I was lucky enough to catch this last night 20 minutes after it was posted. It was from 45 miles northwest of here but fortunately the seller happened to be coming to my town today. So over lunch, I met him at a nearby parking lot and did the deal. He said it's been in his family since new and all his kids and grandkids rode it. Now I'm not overly sentimental but wouldn't you think you'd keep it at that point?

My plan is to take it all the way down for a nice wash, wax and regrease. I've already got the chainguard decal on order. My good friend is due to have a daughter around Christmas so this will be for her.


----------



## sworley (Dec 18, 2021)

Some progress today with tear down. Is that insert supposed to stay in the seat tube? I hope I didn’t strip out the top tube!


----------



## nick tures (Dec 18, 2021)

nice !!


----------



## rfeagleye (Dec 18, 2021)

That shim is used to hold the top tube on when you're using the top tube for a boys bike. It is meant to mount on top of the top tube, then the seat post on the banana seat would mount inside.

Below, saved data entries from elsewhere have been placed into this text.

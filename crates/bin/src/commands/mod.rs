pub mod health;
pub mod items;
pub mod serve;
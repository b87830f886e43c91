//! Client-side state container for one ordered collection.
//!
//! The admin client keeps a cached copy of each collection it edits. The copy
//! only changes through [`CollectionState::apply`], which makes every rule the
//! reconciler relies on testable without a storage backend.

use crate::order::{self, ItemId, OrderedItem};

/// The actions that can change a cached collection.
#[derive(Debug, Clone, PartialEq, Eq)]
pub enum Action {
    /// Insert a freshly created item.
    AddItem(OrderedItem),
    /// Replace the collection with a locally reordered version.
    Reorder(Vec<OrderedItem>),
    /// Remove an item and close the gap it leaves.
    Delete(ItemId),
    /// Replace the collection with the authoritative state from storage.
    Reload(Vec<OrderedItem>),
    /// Flip an item's visibility without touching its position.
    SetActive { id: ItemId, active: bool },
}

/// Cached copy of a collection, always sorted by order.
#[derive(Debug, Clone, Default, PartialEq, Eq)]
pub struct CollectionState {
    items: Vec<OrderedItem>,
    /// Set when the cache could not be refreshed after a failed write.
    stale: bool,
}

impl CollectionState {
    pub fn new() -> Self {
        Self::default()
    }

    /// Build a state from items fetched from storage.
    pub fn loaded(items: Vec<OrderedItem>) -> Self {
        let mut state = Self::new();
        state.apply(Action::Reload(items));
        state
    }

    pub fn items(&self) -> &[OrderedItem] {
        &self.items
    }

    pub fn len(&self) -> usize {
        self.items.len()
    }

    pub fn is_empty(&self) -> bool {
        self.items.is_empty()
    }

    pub fn get(&self, id: ItemId) -> Option<&OrderedItem> {
        self.items.iter().find(|item| item.id == id)
    }

    /// Whether the cache may disagree with storage.
    pub fn is_stale(&self) -> bool {
        self.stale
    }

    pub fn mark_stale(&mut self) {
        self.stale = true;
    }

    /// Position a new item would get when appended.
    pub fn next_order(&self) -> u32 {
        order::next_order(&self.items)
    }

    /// Apply one action to the cached collection.
    pub fn apply(&mut self, action: Action) {
        match action {
            Action::AddItem(item) => {
                self.items.retain(|existing| existing.id != item.id);
                self.items.push(item);
                order::sort_by_order(&mut self.items);
            }
            Action::Reorder(items) => {
                self.items = items;
                order::sort_by_order(&mut self.items);
            }
            Action::Delete(id) => {
                if self.get(id).is_none() {
                    return;
                }
                let compaction = order::compact_after_delete(&self.items, id);
                self.items.retain(|item| item.id != id);
                order::apply_updates(&mut self.items, &compaction.shifted);
            }
            Action::Reload(items) => {
                self.items = items;
                order::sort_by_order(&mut self.items);
                self.stale = false;
            }
            Action::SetActive { id, active } => {
                if let Some(item) = self.items.iter_mut().find(|item| item.id == id) {
                    item.active = active;
                }
            }
        }
    }

    /// Take the items out, leaving an empty collection behind.
    pub fn into_items(self) -> Vec<OrderedItem> {
        self.items
    }
}
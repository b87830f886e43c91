//! Product listing: search, filters and price ordering.

use serde::{Deserialize, Serialize};

/// A catalog product as the storefront lists it.
#[derive(Debug, Clone, PartialEq, Serialize, Deserialize)]
pub struct Product {
    pub id: i64,
    pub name: String,
    #[serde(default)]
    pub description: String,
    pub price: f64,
    #[serde(default)]
    pub category: Option<String>,
    /// Sizes the product comes in; empty for products without sizes
    #[serde(default)]
    pub sizes: Vec<String>,
    #[serde(default)]
    pub stock: u32,
}

/// Direction of the price sort.
#[derive(Debug, Clone, Copy, PartialEq, Eq, Serialize, Deserialize)]
#[serde(rename_all = "lowercase")]
pub enum PriceOrder {
    Asc,
    Desc,
}

/// The listing parameters, as found in the catalog page's query string.
#[derive(Debug, Clone, Default, PartialEq, Eq, Serialize, Deserialize)]
pub struct CatalogQuery {
    #[serde(default)]
    pub search: Option<String>,
    #[serde(default)]
    pub category: Option<String>,
    #[serde(default)]
    pub size: Option<String>,
    #[serde(default)]
    pub price: Option<PriceOrder>,
}

fn non_empty(value: &Option<String>) -> Option<&str> {
    value.as_deref().map(str::trim).filter(|v| !v.is_empty())
}

impl CatalogQuery {
    fn matches(&self, product: &Product) -> bool {
        if let Some(text) = non_empty(&self.search) {
            let text = text.to_lowercase();
            if !product.name.to_lowercase().contains(&text)
                && !product.description.to_lowercase().contains(&text)
            {
                return false;
            }
        }
        if let Some(category) = non_empty(&self.category)
            && product.category.as_deref() != Some(category)
        {
            return false;
        }
        if let Some(size) = non_empty(&self.size)
            && !product.sizes.iter().any(|s| s == size)
        {
            return false;
        }
        true
    }
}

/// Products matching `query`, sorted by price when requested.
///
/// Without a price order the input sequence is kept. The sort is stable, so
/// products with equal prices also keep their relative order.
pub fn filter_and_sort(products: &[Product], query: &CatalogQuery) -> Vec<Product> {
    let mut result: Vec<Product> = products
        .iter()
        .filter(|product| query.matches(product))
        .cloned()
        .collect();

    match query.price {
        Some(PriceOrder::Asc) => result.sort_by(|a, b| a.price.total_cmp(&b.price)),
        Some(PriceOrder::Desc) => result.sort_by(|a, b| b.price.total_cmp(&a.price)),
        None => {}
    }
    result
}
//! Value types shared by the ordering core, the backends and the REST API.

use std::fmt;
use std::str::FromStr;

use serde::{Deserialize, Serialize};

use super::errors::OrderError;

/// Storage-assigned identifier of an item within its collection.
#[derive(
    Debug, Clone, Copy, PartialEq, Eq, Hash, PartialOrd, Ord, Serialize, Deserialize,
)]
#[serde(transparent)]
pub struct ItemId(pub i64);

impl ItemId {
    pub fn get(self) -> i64 {
        self.0
    }
}

impl From<i64> for ItemId {
    fn from(id: i64) -> Self {
        ItemId(id)
    }
}

impl fmt::Display for ItemId {
    fn fmt(&self, f: &mut fmt::Formatter<'_>) -> fmt::Result {
        write!(f, "{}", self.0)
    }
}

impl FromStr for ItemId {
    type Err = std::num::ParseIntError;

    fn from_str(s: &str) -> Result<Self, Self::Err> {
        s.parse().map(ItemId)
    }
}

/// Identity of a manually ordered collection.
///
/// Every collection is ordered independently; an item's `order` is only
/// meaningful relative to other items of the same scope.
#[derive(Debug, Clone, Copy, PartialEq, Eq, Hash, PartialOrd, Ord, Serialize, Deserialize)]
#[serde(rename_all = "lowercase")]
pub enum Scope {
    /// Homepage carousel slides
    Carousel,
    /// Featured products shown on the homepage
    Products,
}

impl Scope {
    /// All scopes, in the order they appear on the homepage.
    pub const ALL: [Scope; 2] = [Scope::Carousel, Scope::Products];

    pub fn as_str(&self) -> &'static str {
        match self {
            Scope::Carousel => "carousel",
            Scope::Products => "products",
        }
    }
}

impl fmt::Display for Scope {
    fn fmt(&self, f: &mut fmt::Formatter<'_>) -> fmt::Result {
        f.write_str(self.as_str())
    }
}

impl FromStr for Scope {
    type Err = OrderError;

    fn from_str(s: &str) -> Result<Self, Self::Err> {
        match s {
            "carousel" => Ok(Scope::Carousel),
            "products" => Ok(Scope::Products),
            other => Err(OrderError::UnknownScope {
                name: other.to_string(),
            }),
        }
    }
}

/// Content carried by an item. Opaque to the ordering algorithm.
///
/// Serialized untagged so the wire form is the flat object the storefront uses:
/// a featured product is recognised by its `product_id`, anything else is a slide.
#[derive(Debug, Clone, PartialEq, Eq, Serialize, Deserialize)]
#[serde(untagged)]
pub enum Payload {
    /// Link to a catalog product
    Product { product_id: i64 },
    /// Carousel slide with desktop and mobile image references
    Slide {
        #[serde(default)]
        title: Option<String>,
        #[serde(default)]
        image_url: Option<String>,
        #[serde(default)]
        image_mobile_url: Option<String>,
    },
}

impl Payload {
    /// The collection this kind of payload belongs to.
    pub fn scope(&self) -> Scope {
        match self {
            Payload::Product { .. } => Scope::Products,
            Payload::Slide { .. } => Scope::Carousel,
        }
    }

    /// Shorthand for a slide payload.
    pub fn slide(
        title: impl Into<String>,
        image_url: Option<&str>,
        image_mobile_url: Option<&str>,
    ) -> Self {
        Payload::Slide {
            title: Some(title.into()),
            image_url: image_url.map(str::to_string),
            image_mobile_url: image_mobile_url.map(str::to_string),
        }
    }

    /// Shorthand for a featured product payload.
    pub fn product(product_id: i64) -> Self {
        Payload::Product { product_id }
    }
}

fn default_active() -> bool {
    true
}

/// One sortable row: a carousel slide or a featured-product link.
#[derive(Debug, Clone, PartialEq, Eq, Serialize, Deserialize)]
pub struct OrderedItem {
    pub id: ItemId,
    /// Display position, 1-based
    pub order: u32,
    #[serde(default = "default_active")]
    pub active: bool,
    #[serde(flatten)]
    pub payload: Payload,
}

impl OrderedItem {
    pub fn new(id: impl Into<ItemId>, order: u32, payload: Payload) -> Self {
        Self {
            id: id.into(),
            order,
            active: true,
            payload,
        }
    }

    /// The `{id, order}` pair persisted by bulk updates.
    pub fn update(&self) -> OrderUpdate {
        OrderUpdate {
            id: self.id,
            order: self.order,
        }
    }
}

/// The unit of a bulk order update.
#[derive(Debug, Clone, Copy, PartialEq, Eq, Hash, Serialize, Deserialize)]
pub struct OrderUpdate {
    pub id: ItemId,
    pub order: u32,
}

impl OrderUpdate {
    pub fn new(id: impl Into<ItemId>, order: u32) -> Self {
        Self {
            id: id.into(),
            order,
        }
    }
}

/// Request to create an item.
///
/// `order` of `None` or `Some(0)` means "append": storage assigns
/// [`next_order`](super::next_order) of the current collection.
#[derive(Debug, Clone, PartialEq, Eq, Serialize, Deserialize)]
pub struct NewItem {
    #[serde(default, skip_serializing_if = "Option::is_none")]
    pub order: Option<u32>,
    #[serde(flatten)]
    pub payload: Payload,
}

impl NewItem {
    pub fn new(payload: Payload) -> Self {
        Self {
            order: None,
            payload,
        }
    }

    pub fn at(mut self, order: u32) -> Self {
        self.order = Some(order);
        self
    }

    /// The explicit position requested, if any.
    pub fn requested_order(&self) -> Option<u32> {
        self.order.filter(|order| *order > 0)
    }
}

/// Partial edit of a stored item.
#[derive(Debug, Clone, Default, PartialEq, Eq, Serialize, Deserialize)]
pub struct ItemPatch {
    #[serde(default, skip_serializing_if = "Option::is_none")]
    pub order: Option<u32>,
    #[serde(default, skip_serializing_if = "Option::is_none")]
    pub title: Option<String>,
    #[serde(default, skip_serializing_if = "Option::is_none")]
    pub image_url: Option<String>,
    #[serde(default, skip_serializing_if = "Option::is_none")]
    pub image_mobile_url: Option<String>,
    #[serde(default, skip_serializing_if = "Option::is_none")]
    pub product_id: Option<i64>,
}

impl ItemPatch {
    pub fn is_empty(&self) -> bool {
        self.order.is_none()
            && self.title.is_none()
            && self.image_url.is_none()
            && self.image_mobile_url.is_none()
            && self.product_id.is_none()
    }
}

/// Image reference of a slide that can be cleared without deleting the row.
#[derive(Debug, Clone, Copy, PartialEq, Eq, Serialize, Deserialize)]
#[serde(rename_all = "snake_case")]
pub enum ImageField {
    ImageUrl,
    ImageMobileUrl,
}

impl ImageField {
    pub fn as_str(&self) -> &'static str {
        match self {
            ImageField::ImageUrl => "image_url",
            ImageField::ImageMobileUrl => "image_mobile_url",
        }
    }
}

So you should take it out of the seat tube before you reassemble. Hope that helps!


----------



## sworley (Dec 18, 2021)

That is helpful, thanks! Been in Schwinns since 2003 but this is my first time wrenching on a Lil Tiger.


----------



## sworley (Dec 21, 2021)

And wrapped up today to give to my buddy tomorrow when he’s in town. These lil guys are easy projects! I went with new Wald training wheels to dress it up a little more than the dingy yet desirable Schwinn units. Ideally we’d have a nicer seat. Maybe I’ll keep my eyes peeled for one.


----------



## Rcs1957 (Feb 24, 2022)

Do you want to sell the Schwinn training wheels? Thanks


----------



## sworley (Feb 25, 2022)

Thanks but they were sold off awhile ago.


----------